In October of 2017, the 2nd District decided In re Parentage of P.D., 2017 IL App (2nd) 170355. Following an April 2017 hearing, the trial court denied respondent Joan Dufelmeier’s request to relocate to New Jersey with her and petitioner John Alley’s minor child. Joan appealed, and the Appellate Court affirmed the trial court’s ruling.
In the Marriage of Stimson
In March of 2018, the Stimson case came down from the Appellate Court in the Fourth District. In the Marriage of Stimson, 2018 IL App (4th) 170731-U. That case involved a mother moving her children to North Carolina without asking the Court’s permission. The trial court denied her relocation petition and awarded the father the majority of the custodial rights. The Appellate Court affirmed the trial court’s ruling.
In the Marriage of Kavchak
In March of 2018, the 2nd District decided the case the other way, and allowed the mother, Alicia Kavchak, to relocate the parties’ minor daughter to North Carolina. In re Marriage of Kavchak, 2018 IL App (2d) 170853-U.
In the Marriage of Fatkin
On April 25, 2018, the 3rd District ruled that the mother could move, but the Appellate Court reversed the trial court’s ruling. In re Marriage of Fatkin, 2018 IL App (3d) 170779.

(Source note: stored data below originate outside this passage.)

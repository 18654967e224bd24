// nettick - Tick-driven TCP application host over a pluggable wire protocol
// Copyright (C) 2026  nettick contributors
//
// This program is free software: you can redistribute it and/or modify
// it under the terms of the GNU General Public License as published by
// the Free Software Foundation, either version 3 of the License, or
// (at your option) any later version.
//
// This program is distributed in the hope that it will be useful,
// but WITHOUT ANY WARRANTY; without even the implied warranty of
// MERCHANTABILITY or FITNESS FOR A PARTICULAR PURPOSE.  See the
// GNU General Public License for more details.
//
// You should have received a copy of the GNU General Public License
// along with this program.  If not, see <https://www.gnu.org/licenses/>.

use std::collections::BTreeMap;

use bytes::BytesMut;

/// Contract for a type that can be recycled through a [`Pool`].
///
/// `reset` clears mutable fields before the instance is stored back for
/// reuse; it must not be relied upon to run destructors for heap data that
/// should actually be freed (use `Default::default()` for that).
pub trait Poolable: Default {
    fn reset(&mut self);
}

/// Single-type object pool.
///
/// Unbounded, grows on demand, no internal synchronization: pools are
/// owned by the tick thread and never touched concurrently.
pub struct Pool<T: Poolable> {
    free: Vec<Box<T>>,
}

impl<T: Poolable> Pool<T> {
    pub fn new() -> Self {
        Self { free: Vec::new() }
    }

    /// Returns a recycled instance if one is available, otherwise
    /// allocates a fresh zeroed (`Default`) one.
    pub fn take(&mut self) -> Box<T> {
        self.free.pop().unwrap_or_default()
    }

    /// Clears the instance and stores it for reuse. Callers must not
    /// reference `item` after this call; ownership has moved to the pool.
    pub fn give(&mut self, mut item: Box<T>) {
        item.reset();
        self.free.push(item);
    }

    /// Number of instances currently held in reserve. Used by tests to
    /// assert resource conservation.
    pub fn inventory(&self) -> usize {
        self.free.len()
    }

    /// Allocates `count` fresh instances up front so the first ticks
    /// under load don't pay allocation cost. A no-op if `count` is
    /// already covered by what's in reserve.
    pub fn prewarm(&mut self, count: usize) {
        while self.free.len() < count {
            self.free.push(Box::default());
        }
    }
}

impl<T: Poolable> Default for Pool<T> {
    fn default() -> Self {
        Self::new()
    }
}

/// A checked-out byte buffer. Callers write into `bytes_mut()` and return
/// it to the [`BufferPool`] it came from exactly once.
pub struct PooledBuffer {
    data: BytesMut,
}

impl PooledBuffer {
    pub fn with_capacity(capacity: usize) -> Self {
        Self {
            data: BytesMut::with_capacity(capacity),
        }
    }

    pub fn bytes_mut(&mut self) -> &mut BytesMut {
        &mut self.data
    }

    pub fn len(&self) -> usize {
        self.data.len()
    }

    pub fn is_empty(&self) -> bool {
        self.data.is_empty()
    }

    pub fn capacity(&self) -> usize {
        self.data.capacity()
    }

    fn clear(&mut self) {
        self.data.clear();
    }

    /// Hands the buffer's contents to the send path. The capacity is kept
    /// so the pool can manufacture a same-sized replacement once the send
    /// completes (see [`BufferPool::reclaim`]).
    pub(crate) fn into_bytes(self) -> (bytes::Bytes, usize) {
        let capacity = self.data.capacity();
        (self.data.freeze(), capacity)
    }
}

/// Byte-buffer pool keyed by minimum capacity.
///
/// `take` returns the smallest free buffer that satisfies `min_size`, or
/// allocates a new one. Buffers handed to the async send path are never
/// referenced again after release; the pool manufactures a fresh buffer of
/// the same capacity on reclaim rather than attempting to recover the
/// original allocation from the in-flight `Bytes` (the `bytes` crate does
/// not guarantee a cheap reverse conversion once a clone may have been
/// taken by the codec, and recovery is not worth undefined behavior).
pub struct BufferPool {
    buckets: BTreeMap<usize, Vec<PooledBuffer>>,
}

impl BufferPool {
    pub fn new() -> Self {
        Self {
            buckets: BTreeMap::new(),
        }
    }

    pub fn take(&mut self, min_size: usize) -> PooledBuffer {
        if let Some((_, bucket)) = self.buckets.range_mut(min_size..).next() {
            if let Some(mut buf) = bucket.pop() {
                buf.clear();
                return buf;
            }
        }

        PooledBuffer::with_capacity(min_size)
    }

    pub fn give(&mut self, mut buf: PooledBuffer) {
        buf.clear();
        let key = buf.capacity();
        self.buckets.entry(key).or_insert_with(Vec::new).push(buf);
    }

    /// Reclaims a buffer of `capacity` bytes after an async send
    /// completed. See the struct docs for why this allocates fresh rather
    /// than reclaiming the original storage.
    pub fn reclaim(&mut self, capacity: usize) {
        self.give(PooledBuffer::with_capacity(capacity));
    }

    pub fn inventory(&self) -> usize {
        self.buckets.values().map(Vec::len).sum()
    }
}

impl Default for BufferPool {
    fn default() -> Self {
        Self::new()
    }
}

#[cfg(test)]
mod tests {
    use super::*;

    #[derive(Default)]
    struct Scratch {
        value: u32,
    }

    impl Poolable for Scratch {
        fn reset(&mut self) {
            self.value = 0;
        }
    }

    #[test]
    fn pool_reuses_returned_instances() {
        let mut pool: Pool<Scratch> = Pool::new();

        let mut a = pool.take();
        a.value = 42;
        pool.give(a);

        assert_eq!(pool.inventory(), 1);

        let b = pool.take();
        assert_eq!(b.value, 0, "returned instance must be cleared");
        assert_eq!(pool.inventory(), 0);
    }

    #[test]
    fn prewarm_fills_reserve_to_the_requested_count() {
        let mut pool: Pool<Scratch> = Pool::new();

        pool.prewarm(5);
        assert_eq!(pool.inventory(), 5);

        pool.prewarm(3);
        assert_eq!(pool.inventory(), 5, "prewarm never shrinks the reserve");
    }

    #[test]
    fn buffer_pool_satisfies_minimum_size() {
        let mut pool = BufferPool::new();

        let buf = pool.take(128);
        assert!(buf.capacity() >= 128);

        pool.give(buf);
        assert_eq!(pool.inventory(), 1);

        let buf2 = pool.take(64);
        assert!(buf2.capacity() >= 64);
        assert_eq!(pool.inventory(), 0);
    }
}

As a result of the dissolution of their marriage, the parties, Danielle Fatkin and Todd Fatkin, were awarded joint custody of their two minor children. Todd subsequently filed a post-dissolution petition for leave to relocate with the minors out of the State of Illinois. The trial court granted the post-dissolution petition for relocation, and Danielle appealed. The Appellate Court reversed and remanded for further proceedings.
Parent’s Relocation Statute: 750 ILCS 5 Section 609.2
Illinois child relocation cases are decided using the statute, 750 ILCS 5/609.2:
The court shall modify the parenting plan or allocation judgment in accordance with the child’s best interests. The court shall consider the following factors:
(1) the circumstances and reasons for the intended relocation;
(2) the reasons, if any, why a parent is objecting to the intended relocation;
(3) the history and quality of each parent’s relationship with the child and specifically whether a parent has substantially failed or refused to exercise the parental responsibilities allocated to him or her under the parenting plan or allocation judgment;
(4) the educational opportunities for the child at the existing location and at the proposed new location;
(5) the presence or absence of extended family at the existing location and at the proposed new location;
(6) the anticipated impact of the relocation on the child;
(7) whether the court will be able to fashion a reasonable allocation of parental responsibilities between all parents if the relocation occurs;
(8) the wishes of the child, taking into account the child’s maturity and ability to express reasoned and independent preferences as to relocation;
(9) possible arrangements for the exercise of parental responsibilities appropriate to the parents’ resources and circumstances and the developmental level of the child;
(10) minimization of the impairment to a parent-child relationship caused by a parent’s relocation; and
(11) any other relevant factors bearing on the child’s best interests.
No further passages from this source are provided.